Get in touch with a support group. I can't afford the cost of the one I found but I'm going to talk to my counselor on Saturday and see if she knows of any that are free, and on what days they meet since my insurance won't cover it otherwise.

Getting stable has to be a priority for those with mental illness. Being able to just get through a normal day without a problem from our illnesses is something we strive for. A walk down the street may be just another day for you but for someone with social anxiety it's like walking through a lion's den where the slightest sound may wake up a lion.

Don't turn away from those with mental illnesses. They need your support. Don't tell us to get over it. That will never happen, though we may through the use of meds be able to lead stable lives. Don't tell us it's all in our heads. One, we know that. Two, that means you don't believe us that it's an illness and that's hurtful to us.

Education, people. That's what it boils down to. There are some websites out there that are bad, but check out the NAMI and the DBSA websites. They have a lot of good information on mental health issues and are great resources. Read books. Ask questions of your doctor. Find the answers yourself through careful research. Don't just take anybody's word for it. Don't take mine. Do your own research.

But please don't judge us. We're not deliberately doing the things that worry/frighten/anger you. We're trying to live our lives and sometimes we just can't do it without help.

(This post brought to you by yet another friend abandoning me over this. Yes, I'm bitter. Yes, I'm hurt. Educate yourselves, people. Don't abandon others when they tell you they're mentally ill.)


  1. *huggles* My diagnosis is chronic pain, no mental illness involved--but people still have a hard time understanding it. And I did study this, so I hope I can make some kind of a difference.

    It sucks that you lost a friend over this. Really. I'll be here if you need another one. :)

    1. Thanks. I appreciate it. Yeah, I lost a friend to this. I can always use a new friend. *HUGS* I do appreciate the friends that stick with me.

  2. That's terribly sad that anyone would judge someone with any type of illness, mental or otherwise. And especially sad that anyone would turn away from a friend who has an illness of any kind. They aren't true friends if they could do such a thing.

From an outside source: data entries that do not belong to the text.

use std::sync::Arc;
use std::time::Duration;

use chrono::Utc;
use tracing::debug;

use crate::client::DeviceApi;
use crate::coalesce::{Coalescer, Eviction};
use crate::protocol::{ambient_metrics_path, latest_room_temperature};
use crate::types::{DeviceStatus, Level, Side, SideStatus};
use crate::{Error, Result};

const AMBIENT_MAX_AGE: Duration = Duration::from_secs(3600);

/// Command/query surface for one device. Concurrent status reads share one
/// vendor fetch, and rapid repeated writes collapse into one in-flight call
/// per key.
pub struct Pod {
    api: Arc<dyn DeviceApi>,
    device_id: Arc<str>,
    status: Coalescer<(), DeviceStatus>,
    on_off: Coalescer<Side, ()>,
    levels: Coalescer<(Side, Level), ()>,
    ambient: Coalescer<(), f64>,
}

impl Pod {
    pub fn new(api: Arc<dyn DeviceApi>, device_id: impl Into<Arc<str>>) -> Self {
        Self {
            api,
            device_id: device_id.into(),
            status: Coalescer::new("device_status"),
            on_off: Coalescer::new("on_off").with_eviction(Eviction::Latest),
            levels: Coalescer::new("set_level").with_eviction(Eviction::Latest),
            ambient: Coalescer::new("ambient").with_max_age(AMBIENT_MAX_AGE),
        }
    }

    pub fn device_id(&self) -> &str {
        &self.device_id
    }

    /// Whole-device status. Every side of the device shares this fetch.
    pub async fn device_status(&self) -> Result<DeviceStatus> {
        let api = self.api.clone();
        let device_id = self.device_id.clone();
        self.status
            .get_or_compute((), move || async move { api.device_status(&device_id).await })
            .await
    }

    pub async fn status(&self, side: Side) -> Result<SideStatus> {
        let device_status = self.device_status().await?;
        device_status.side(side).ok_or_else(|| Error::InvalidStatus {
            device_status: device_status.into_raw(),
            side,
        })
    }

    pub async fn is_on(&self, side: Side) -> Result<bool> {
        Ok(self.status(side).await?.is_on())
    }

    pub async fn level(&self, side: Side) -> Result<Level> {
        Ok(self.status(side).await?.level())
    }

    /// Shares the on/off cache with [`Pod::turn_off`]: a call for a side
    /// joins whatever on/off call is still in flight for that side.
    pub async fn turn_on(&self, side: Side) -> Result<()> {
        let api = self.api.clone();
        let device_id = self.device_id.clone();
        debug!(device_id = %self.device_id, side = %side, "turn on");
        self.on_off
            .get_or_compute(side, move || async move { api.set_side_on(&device_id, side).await })
            .await
    }

    pub async fn turn_off(&self, side: Side) -> Result<()> {
        let api = self.api.clone();
        let device_id = self.device_id.clone();
        debug!(device_id = %self.device_id, side = %side, "turn off");
        self.on_off
            .get_or_compute(side, move || async move { api.set_side_off(&device_id, side).await })
            .await
    }

    /// Only identical `(side, level)` requests coalesce; a different level
    /// starts a new call and stops tracking the previous one.
    pub async fn set_level(&self, side: Side, level: Level) -> Result<()> {
        let api = self.api.clone();
        let device_id = self.device_id.clone();
        debug!(device_id = %self.device_id, side = %side, level = level.value(), "set level");
        self.levels
            .get_or_compute((side, level), move || async move {
                api.set_side_level(&device_id, side, level).await
            })
            .await
    }

    /// Most recent room temperature over the last hour, 0 if there are no
    /// samples. Cached for an hour.
    pub async fn ambient_temperature(&self) -> Result<f64> {
        let api = self.api.clone();
        let device_id = self.device_id.clone();
        self.ambient
            .get_or_compute((), move || async move {
                let path = ambient_metrics_path(&device_id, Utc::now());
                let body = api.json(&path, 200).await?;
                Ok(latest_room_temperature(&body))
            })
            .await
    }
}

impl std::fmt::Debug for Pod {
    fn fmt(&self, f: &mut std::fmt::Formatter<'_>) -> std::fmt::Result {
        f.debug_struct("Pod")
            .field("device_id", &self.device_id)
            .finish_non_exhaustive()
    }
}
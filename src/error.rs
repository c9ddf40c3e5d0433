use std::sync::Arc;

use serde_json::Value;
use thiserror::Error;

use crate::host::Characteristic;
use crate::types::Side;

/// Errors are `Clone` so a coalesced call can hand the same failure to
/// every caller that joined it.
#[derive(Debug, Clone, Error)]
pub enum Error {
    #[error("HTTP error: {0}")]
    Http(#[source] Arc<reqwest::Error>),

    #[error("unexpected HTTP status {status} from {path} (expected {expected})")]
    UnexpectedStatus {
        path: String,
        status: u16,
        expected: u16,
    },

    #[error("invalid device status for side {side}")]
    InvalidStatus { device_status: Value, side: Side },

    #[error("JSON error: {0}")]
    Json(#[source] Arc<serde_json::Error>),

    #[error("IO error: {0}")]
    Io(#[source] Arc<std::io::Error>),

    #[error("invalid configuration: {0}")]
    InvalidConfig(String),

    #[error("characteristic {0} is not supported by this accessory")]
    UnsupportedCharacteristic(Characteristic),

    #[error("invalid value for {characteristic}: {value}")]
    InvalidValue {
        characteristic: Characteristic,
        value: String,
    },
}

impl From<reqwest::Error> for Error {
    fn from(e: reqwest::Error) -> Self {
        Error::Http(Arc::new(e))
    }
}

impl From<serde_json::Error> for Error {
    fn from(e: serde_json::Error) -> Self {
        Error::Json(Arc::new(e))
    }
}

impl From<std::io::Error> for Error {
    fn from(e: std::io::Error) -> Self {
        Error::Io(Arc::new(e))
    }
}

pub type Result<T> = std::result::Result<T, Error>;
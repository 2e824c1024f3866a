pub mod app;
pub mod calendar;
pub mod drops;
pub mod errors;
pub mod handlers;
pub mod models;
pub mod service;
pub mod state;
pub mod storage;
pub mod store;
pub mod ui;

pub use app::router;
pub use service::{FileService, HabitService};
pub use state::AppState;
pub use storage::{load_data, resolve_data_path};
pub use store::{HabitCollectionStore, ToggleOutcome};
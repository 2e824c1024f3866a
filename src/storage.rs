use crate::errors::CoreError;
use crate::models::HabitFile;
use std::{env, path::Path, path::PathBuf};
use tokio::fs;
use tracing::error;

pub fn resolve_data_path() -> Result<PathBuf, std::io::Error> {
    if let Ok(path) = env::var("HABIT_DATA_PATH") {
        return Ok(PathBuf::from(path));
    }

    Ok(PathBuf::from("data/habits.json"))
}

pub async fn load_data(path: &Path) -> HabitFile {
    match fs::read(path).await {
        Ok(bytes) => match serde_json::from_slice(&bytes) {
            Ok(data) => data,
            Err(err) => {
                error!("failed to parse data file: {err}");
                HabitFile::default()
            }
        },
        Err(err) if err.kind() == std::io::ErrorKind::NotFound => HabitFile::default(),
        Err(err) => {
            error!("failed to read data file: {err}");
            HabitFile::default()
        }
    }
}

pub async fn persist_data(path: &Path, data: &HabitFile) -> Result<(), CoreError> {
    let payload =
        serde_json::to_vec_pretty(data).map_err(|err| CoreError::Remote(err.to_string()))?;
    fs::write(path, payload)
        .await
        .map_err(|err| CoreError::Remote(err.to_string()))?;
    Ok(())
}
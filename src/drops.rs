//! In-memory set of marked days for one habit, keyed by year.

use crate::calendar;
use crate::errors::CalendarError;
use std::collections::{BTreeMap, BTreeSet};

/// Which days of which years are marked as completed. Marking a marked
/// day and unmarking an absent day are both no-ops.
#[derive(Debug, Clone, Default, PartialEq, Eq)]
pub struct DayDropSet {
    years: BTreeMap<i32, BTreeSet<u32>>,
}

impl DayDropSet {
    pub fn new() -> Self {
        Self::default()
    }

    /// Builds a set from (year, month, day) triples, rejecting any triple
    /// that is not a real calendar date.
    pub fn from_dates<I>(dates: I) -> Result<Self, CalendarError>
    where
        I: IntoIterator<Item = (i32, u32, u32)>,
    {
        let mut set = Self::new();
        for (year, month, day) in dates {
            set.mark_date(year, month, day)?;
        }
        Ok(set)
    }

    pub fn is_marked(&self, day_of_year: u32, year: i32) -> bool {
        self.years
            .get(&year)
            .is_some_and(|days| days.contains(&day_of_year))
    }

    pub fn is_marked_date(&self, year: i32, month: u32, day: u32) -> Result<bool, CalendarError> {
        let day_of_year = calendar::month_day_to_day_of_year(month, day, year)?;
        Ok(self.is_marked(day_of_year, year))
    }

    pub fn mark(&mut self, day_of_year: u32, year: i32) -> Result<(), CalendarError> {
        calendar::day_of_year_to_month_day(day_of_year, year)?;
        self.years.entry(year).or_default().insert(day_of_year);
        Ok(())
    }

    pub fn unmark(&mut self, day_of_year: u32, year: i32) -> Result<(), CalendarError> {
        calendar::day_of_year_to_month_day(day_of_year, year)?;
        if let Some(days) = self.years.get_mut(&year) {
            days.remove(&day_of_year);
            if days.is_empty() {
                self.years.remove(&year);
            }
        }
        Ok(())
    }

    pub fn mark_date(&mut self, year: i32, month: u32, day: u32) -> Result<(), CalendarError> {
        let day_of_year = calendar::month_day_to_day_of_year(month, day, year)?;
        self.mark(day_of_year, year)
    }

    pub fn unmark_date(&mut self, year: i32, month: u32, day: u32) -> Result<(), CalendarError> {
        let day_of_year = calendar::month_day_to_day_of_year(month, day, year)?;
        self.unmark(day_of_year, year)
    }

    /// Years with at least one drop, ascending, plus `current_year` so a
    /// year selector always offers "this year".
    pub fn distinct_years(&self, current_year: i32) -> Vec<i32> {
        let mut years: BTreeSet<i32> = self.years.keys().copied().collect();
        years.insert(current_year);
        years.into_iter().collect()
    }

    pub fn count_in_year(&self, year: i32) -> usize {
        self.years.get(&year).map_or(0, BTreeSet::len)
    }

    /// Sorted day-of-year values marked in `year`.
    pub fn marked_days(&self, year: i32) -> Vec<u32> {
        self.years
            .get(&year)
            .map(|days| days.iter().copied().collect())
            .unwrap_or_default()
    }

    /// Consecutive marked days ending at `as_of_day_of_year`, inclusive.
    /// Stops at January 1: streaks do not wrap into the previous year, so
    /// a run crossing Dec 31 -> Jan 1 counts only the days of the later
    /// year. Known limitation of the per-year view.
    pub fn current_streak(&self, as_of_day_of_year: u32, year: i32) -> u32 {
        let Some(days) = self.years.get(&year) else {
            return 0;
        };
        let mut streak = 0;
        let mut day = as_of_day_of_year;
        while day >= 1 && days.contains(&day) {
            streak += 1;
            if day == 1 {
                break;
            }
            day -= 1;
        }
        streak
    }

    /// All marked dates as (year, month, day) triples, ascending.
    pub fn iter_dates(&self) -> impl Iterator<Item = (i32, u32, u32)> + '_ {
        self.years.iter().flat_map(|(&year, days)| {
            days.iter().filter_map(move |&day_of_year| {
                calendar::day_of_year_to_month_day(day_of_year, year)
                    .ok()
                    .map(|(month, day)| (year, month, day))
            })
        })
    }
}

#[cfg(test)]
mod tests {
    use super::*;

    #[test]
    fn mark_and_unmark_are_idempotent() {
        let mut drops = DayDropSet::new();
        drops.mark(75, 2024).unwrap();
        drops.mark(75, 2024).unwrap();
        assert_eq!(drops.count_in_year(2024), 1);
        assert!(drops.is_marked(75, 2024));

        drops.unmark(75, 2024).unwrap();
        drops.unmark(75, 2024).unwrap();
        assert_eq!(drops.count_in_year(2024), 0);
        assert!(!drops.is_marked(75, 2024));

        // Unmarking an absent date leaves the set unchanged.
        let before = drops.clone();
        drops.unmark(100, 2023).unwrap();
        assert_eq!(drops, before);
    }

    #[test]
    fn invalid_days_are_rejected() {
        let mut drops = DayDropSet::new();
        assert!(drops.mark(366, 2023).is_err());
        assert!(drops.mark(0, 2024).is_err());
        assert!(drops.mark_date(2023, 2, 29).is_err());
        assert_eq!(drops, DayDropSet::new());
    }

    #[test]
    fn streak_counts_consecutive_days_backward() {
        let mut drops = DayDropSet::new();
        for day in [1, 2, 3, 5] {
            drops.mark(day, 2024).unwrap();
        }
        assert_eq!(drops.current_streak(3, 2024), 3);
        assert_eq!(drops.current_streak(5, 2024), 1);
        assert_eq!(drops.current_streak(4, 2024), 0);
        assert_eq!(drops.current_streak(1, 2024), 1);
        assert_eq!(drops.current_streak(10, 2024), 0);
    }

    #[test]
    fn streak_does_not_wrap_into_previous_year() {
        let mut drops = DayDropSet::new();
        drops.mark_date(2023, 12, 30).unwrap();
        drops.mark_date(2023, 12, 31).unwrap();
        drops.mark_date(2024, 1, 1).unwrap();
        drops.mark_date(2024, 1, 2).unwrap();
        assert_eq!(drops.current_streak(2, 2024), 2);
    }

    #[test]
    fn distinct_years_are_ascending_and_deduplicated() {
        let mut drops = DayDropSet::new();
        drops.mark_date(2024, 1, 5).unwrap();
        drops.mark_date(2022, 6, 1).unwrap();
        drops.mark_date(2022, 6, 2).unwrap();

        assert_eq!(drops.distinct_years(2024), vec![2022, 2024]);
        assert_eq!(drops.distinct_years(2023), vec![2022, 2023, 2024]);

        // Unmarking the last drop of a year removes it from the list.
        drops.unmark_date(2024, 1, 5).unwrap();
        assert_eq!(drops.distinct_years(2025), vec![2022, 2025]);
    }

    #[test]
    fn dates_round_trip_through_records() {
        let drops =
            DayDropSet::from_dates([(2024, 2, 29), (2024, 1, 1), (2022, 12, 31)]).unwrap();
        let dates: Vec<_> = drops.iter_dates().collect();
        assert_eq!(dates, vec![(2022, 12, 31), (2024, 1, 1), (2024, 2, 29)]);
        assert_eq!(drops.marked_days(2024), vec![1, 60]);
        assert_eq!(drops.count_in_year(2022), 1);
    }
}
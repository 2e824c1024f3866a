//! The storage collaborator: the contract the collection store consumes,
//! and a JSON-file-backed implementation of it.

use crate::errors::CoreError;
use crate::models::{Color, DayDropRecord, HabitFile, HabitRecord};
use crate::storage::persist_data;
use std::future::Future;
use std::path::PathBuf;
use std::sync::Arc;
use tokio::sync::Mutex;
use uuid::Uuid;

/// Create/delete/list operations backed by persistent storage. Deletes of
/// absent rows are no-op successes; duplicate day drops are never created.
pub trait HabitService: Clone + Send + Sync + 'static {
    fn list_habits(
        &self,
        user_id: &str,
    ) -> impl Future<Output = Result<Vec<HabitRecord>, CoreError>> + Send;

    fn create_habit(
        &self,
        user_id: &str,
        name: &str,
        color: Color,
    ) -> impl Future<Output = Result<HabitRecord, CoreError>> + Send;

    fn edit_habit(
        &self,
        id: &str,
        name: &str,
        color: Color,
    ) -> impl Future<Output = Result<(), CoreError>> + Send;

    fn delete_habit(
        &self,
        id: &str,
        user_id: &str,
    ) -> impl Future<Output = Result<(), CoreError>> + Send;

    fn create_day_drop(
        &self,
        habit_id: &str,
        year: i32,
        month: u32,
        day: u32,
    ) -> impl Future<Output = Result<(), CoreError>> + Send;

    fn delete_day_drop(
        &self,
        habit_id: &str,
        year: i32,
        month: u32,
        day: u32,
    ) -> impl Future<Output = Result<(), CoreError>> + Send;
}

/// Habit storage persisted to a JSON file after every mutation. A failed
/// write surfaces as `CoreError::Remote`, which is what drives the
/// collection store's rollback path.
#[derive(Clone)]
pub struct FileService {
    path: PathBuf,
    data: Arc<Mutex<HabitFile>>,
}

impl FileService {
    pub fn new(path: PathBuf, data: HabitFile) -> Self {
        Self {
            path,
            data: Arc::new(Mutex::new(data)),
        }
    }
}

fn validate_name(name: &str) -> Result<(), CoreError> {
    if name.trim().is_empty() {
        return Err(CoreError::Validation("habit name must not be empty".into()));
    }
    Ok(())
}

// The service contract deliberately checks only the loose ranges; real
// calendar validation (e.g. rejecting Feb 30) happens in the collection
// store before any write is attempted.
fn validate_date(year: i32, month: u32, day: u32) -> Result<(), CoreError> {
    if year < 1 {
        return Err(CoreError::Validation(format!("year {year} must be >= 1")));
    }
    if !(1..=12).contains(&month) {
        return Err(CoreError::Validation(format!(
            "month {month} must be in 1..=12"
        )));
    }
    if !(1..=31).contains(&day) {
        return Err(CoreError::Validation(format!("day {day} must be in 1..=31")));
    }
    Ok(())
}

impl HabitService for FileService {
    async fn list_habits(&self, user_id: &str) -> Result<Vec<HabitRecord>, CoreError> {
        let data = self.data.lock().await;
        Ok(data
            .habits
            .iter()
            .filter(|habit| habit.user_id == user_id)
            .cloned()
            .collect())
    }

    async fn create_habit(
        &self,
        user_id: &str,
        name: &str,
        color: Color,
    ) -> Result<HabitRecord, CoreError> {
        validate_name(name)?;
        let record = HabitRecord {
            id: Uuid::new_v4().to_string(),
            user_id: user_id.to_string(),
            name: name.trim().to_string(),
            color,
            day_drops: Vec::new(),
        };

        let mut data = self.data.lock().await;
        data.habits.push(record.clone());
        persist_data(&self.path, &data).await?;
        Ok(record)
    }

    async fn edit_habit(&self, id: &str, name: &str, color: Color) -> Result<(), CoreError> {
        validate_name(name)?;
        let mut data = self.data.lock().await;
        let Some(habit) = data.habits.iter_mut().find(|habit| habit.id == id) else {
            return Ok(());
        };
        habit.name = name.trim().to_string();
        habit.color = color;
        persist_data(&self.path, &data).await
    }

    async fn delete_habit(&self, id: &str, user_id: &str) -> Result<(), CoreError> {
        let mut data = self.data.lock().await;
        let before = data.habits.len();
        data.habits
            .retain(|habit| !(habit.id == id && habit.user_id == user_id));
        if data.habits.len() == before {
            return Ok(());
        }
        persist_data(&self.path, &data).await
    }

    async fn create_day_drop(
        &self,
        habit_id: &str,
        year: i32,
        month: u32,
        day: u32,
    ) -> Result<(), CoreError> {
        validate_date(year, month, day)?;
        let mut data = self.data.lock().await;
        let Some(habit) = data.habits.iter_mut().find(|habit| habit.id == habit_id) else {
            return Err(CoreError::Validation(format!("unknown habit id {habit_id}")));
        };
        let exists = habit
            .day_drops
            .iter()
            .any(|d| d.year == year && d.month == month && d.day == day);
        if exists {
            return Ok(());
        }
        habit.day_drops.push(DayDropRecord {
            id: Uuid::new_v4().to_string(),
            habit_id: habit_id.to_string(),
            year,
            month,
            day,
        });
        persist_data(&self.path, &data).await
    }

    async fn delete_day_drop(
        &self,
        habit_id: &str,
        year: i32,
        month: u32,
        day: u32,
    ) -> Result<(), CoreError> {
        validate_date(year, month, day)?;
        let mut data = self.data.lock().await;
        let Some(habit) = data.habits.iter_mut().find(|habit| habit.id == habit_id) else {
            return Ok(());
        };
        let before = habit.day_drops.len();
        habit
            .day_drops
            .retain(|d| !(d.year == year && d.month == month && d.day == day));
        if habit.day_drops.len() == before {
            return Ok(());
        }
        persist_data(&self.path, &data).await
    }
}
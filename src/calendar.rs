//! Pure proleptic-Gregorian calendar arithmetic.
//!
//! Everything here is deterministic and total over valid input: no clock,
//! no timezone, no platform date object. Weekdays come from Zeller's
//! congruence so results are stable for every year >= 1. The weekday
//! convention throughout the crate is 1 = Sunday .. 7 = Saturday.

use crate::errors::CalendarError;
use chrono::{Datelike, NaiveDate};

pub const MONTH_LENGTHS: [u32; 12] = [31, 28, 31, 30, 31, 30, 31, 31, 30, 31, 30, 31];

const DAY_NAMES: [&str; 7] = ["Sun", "Mon", "Tue", "Wed", "Thu", "Fri", "Sat"];

pub fn is_leap_year(year: i32) -> bool {
    year % 4 == 0 && (year % 100 != 0 || year % 400 == 0)
}

pub fn days_in_year(year: i32) -> u32 {
    if is_leap_year(year) { 366 } else { 365 }
}

pub fn days_in_month(month: u32, year: i32) -> Result<u32, CalendarError> {
    if !(1..=12).contains(&month) {
        return Err(CalendarError::MonthOutOfRange { month });
    }
    let mut length = MONTH_LENGTHS[month as usize - 1];
    if month == 2 && is_leap_year(year) {
        length += 1;
    }
    Ok(length)
}

/// Converts a 1-based day-of-year into a 1-based (month, day) pair.
pub fn day_of_year_to_month_day(
    day_of_year: u32,
    year: i32,
) -> Result<(u32, u32), CalendarError> {
    check_year(year)?;
    let max = days_in_year(year);
    if day_of_year < 1 || day_of_year > max {
        return Err(CalendarError::DayOfYearOutOfRange {
            day_of_year,
            year,
            max,
        });
    }

    let mut remaining = day_of_year;
    for month in 1..=12 {
        let length = days_in_month(month, year)?;
        if remaining <= length {
            return Ok((month, remaining));
        }
        remaining -= length;
    }

    // Unreachable: the range check above bounds day_of_year by the sum of
    // the month lengths.
    Err(CalendarError::DayOfYearOutOfRange {
        day_of_year,
        year,
        max,
    })
}

/// Inverse of [`day_of_year_to_month_day`].
pub fn month_day_to_day_of_year(month: u32, day: u32, year: i32) -> Result<u32, CalendarError> {
    check_year(year)?;
    let max = days_in_month(month, year)?;
    if day < 1 || day > max {
        return Err(CalendarError::DayOutOfRange {
            day,
            month,
            year,
            max,
        });
    }

    let mut day_of_year = day;
    for earlier in 1..month {
        day_of_year += days_in_month(earlier, year)?;
    }
    Ok(day_of_year)
}

/// Weekday of a date via Zeller's congruence, mapped to 1 = Sunday ..
/// 7 = Saturday.
pub fn day_of_week(year: i32, month: u32, day: u32) -> Result<u32, CalendarError> {
    month_day_to_day_of_year(month, day, year)?;

    // Zeller treats January and February as months 13 and 14 of the
    // previous year. Its raw result is 0 = Saturday .. 6 = Friday.
    let (y, m) = if month <= 2 {
        (year - 1, month + 12)
    } else {
        (year, month)
    };
    let q = day as i32;
    let m = m as i32;
    let k = y.rem_euclid(100);
    let j = y.div_euclid(100);
    let h = (q + (13 * (m + 1)) / 5 + k + k / 4 + j / 4 + 5 * j).rem_euclid(7);

    Ok(((h + 6) % 7) as u32 + 1)
}

pub fn first_weekday_of_year(year: i32) -> Result<u32, CalendarError> {
    day_of_week(year, 1, 1)
}

pub fn weekday_name(year: i32, month: u32, day: u32) -> Result<&'static str, CalendarError> {
    Ok(DAY_NAMES[day_of_week(year, month, day)? as usize - 1])
}

/// 1-based day-of-year of a concrete date, typically "today". A
/// `NaiveDate` is valid by construction, so this is total.
pub fn day_of_year_for_date(date: NaiveDate) -> u32 {
    let mut day_of_year = date.day();
    for month in 1..date.month() {
        let mut length = MONTH_LENGTHS[month as usize - 1];
        if month == 2 && is_leap_year(date.year()) {
            length += 1;
        }
        day_of_year += length;
    }
    day_of_year
}

fn check_year(year: i32) -> Result<(), CalendarError> {
    if year < 1 {
        return Err(CalendarError::YearOutOfRange { year });
    }
    Ok(())
}
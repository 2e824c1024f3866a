use crate::service::FileService;
use crate::store::HabitCollectionStore;

#[derive(Clone)]
pub struct AppState {
    pub store: HabitCollectionStore<FileService>,
}

impl AppState {
    pub fn new(store: HabitCollectionStore<FileService>) -> Self {
        Self { store }
    }
}
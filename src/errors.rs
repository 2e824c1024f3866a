use axum::http::StatusCode;

/// Validation failures in pure calendar arithmetic. Out-of-range input is
/// always an error, never clamped.
#[derive(Debug, Clone, PartialEq, Eq, thiserror::Error)]
pub enum CalendarError {
    #[error("day of year {day_of_year} is out of range for {year} (must be 1..={max})")]
    DayOfYearOutOfRange { day_of_year: u32, year: i32, max: u32 },

    #[error("month {month} is out of range (must be 1..=12)")]
    MonthOutOfRange { month: u32 },

    #[error("day {day} is out of range for {year}-{month:02} (must be 1..={max})")]
    DayOutOfRange { day: u32, month: u32, year: i32, max: u32 },

    #[error("year {year} is out of range (must be >= 1)")]
    YearOutOfRange { year: i32 },
}

/// Domain error taxonomy shared by the service and the collection store.
///
/// `Validation` and `Calendar` errors are rejected at the boundary before
/// any optimistic write. `Invariant` means the cached collection did not
/// hold exactly one habit for an id during a mutation; the mutation is
/// aborted and a full refresh is scheduled. `Remote` means the service
/// call failed after the optimistic write and a rollback took place.
#[derive(Debug, Clone, PartialEq, Eq, thiserror::Error)]
pub enum CoreError {
    #[error(transparent)]
    Calendar(#[from] CalendarError),

    #[error("validation failed: {0}")]
    Validation(String),

    #[error("habit collection invariant violated: {0}")]
    Invariant(String),

    #[error("remote call failed: {0}")]
    Remote(String),
}

#[derive(Debug)]
pub struct AppError {
    pub status: StatusCode,
    pub message: String,
}

impl AppError {
    pub fn bad_request(message: impl Into<String>) -> Self {
        Self {
            status: StatusCode::BAD_REQUEST,
            message: message.into(),
        }
    }

    pub fn not_found(message: impl Into<String>) -> Self {
        Self {
            status: StatusCode::NOT_FOUND,
            message: message.into(),
        }
    }
}

impl From<CoreError> for AppError {
    fn from(err: CoreError) -> Self {
        let status = match &err {
            CoreError::Calendar(_) | CoreError::Validation(_) => StatusCode::BAD_REQUEST,
            CoreError::Invariant(_) => StatusCode::INTERNAL_SERVER_ERROR,
            CoreError::Remote(_) => StatusCode::BAD_GATEWAY,
        };
        Self {
            status,
            message: err.to_string(),
        }
    }
}

impl From<CalendarError> for AppError {
    fn from(err: CalendarError) -> Self {
        CoreError::from(err).into()
    }
}

impl axum::response::IntoResponse for AppError {
    fn into_response(self) -> axum::response::Response {
        (self.status, self.message).into_response()
    }
}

    I've known people who were bi-polar and for someone who is to understand that they need medication and can't do it on their own is a wonderful thing that no one should ever discourage. I've seen terrible things happen when people stop taking their medication, or can't get their medication right. I love how you put it, understanding and education on these illnesses is so important. That is the best gift we can give each other, and one we owe to those we love and care about who have such illnesses.

    (((hugs))) for all you've been through and for having the strength to talk about it.

  3. Doesn't change the fact you're awesome.

    Also, as one roommate years ago pointed out, "KD, the people you get on with best are either certified or certifiable. What does that say about YOU?" and yes, she was diagnosed what was then called Multiple Personality Disorder, talking about one of my closest friends who had just told us he was bipolar (and had been hospitalized several times during manic episodes.)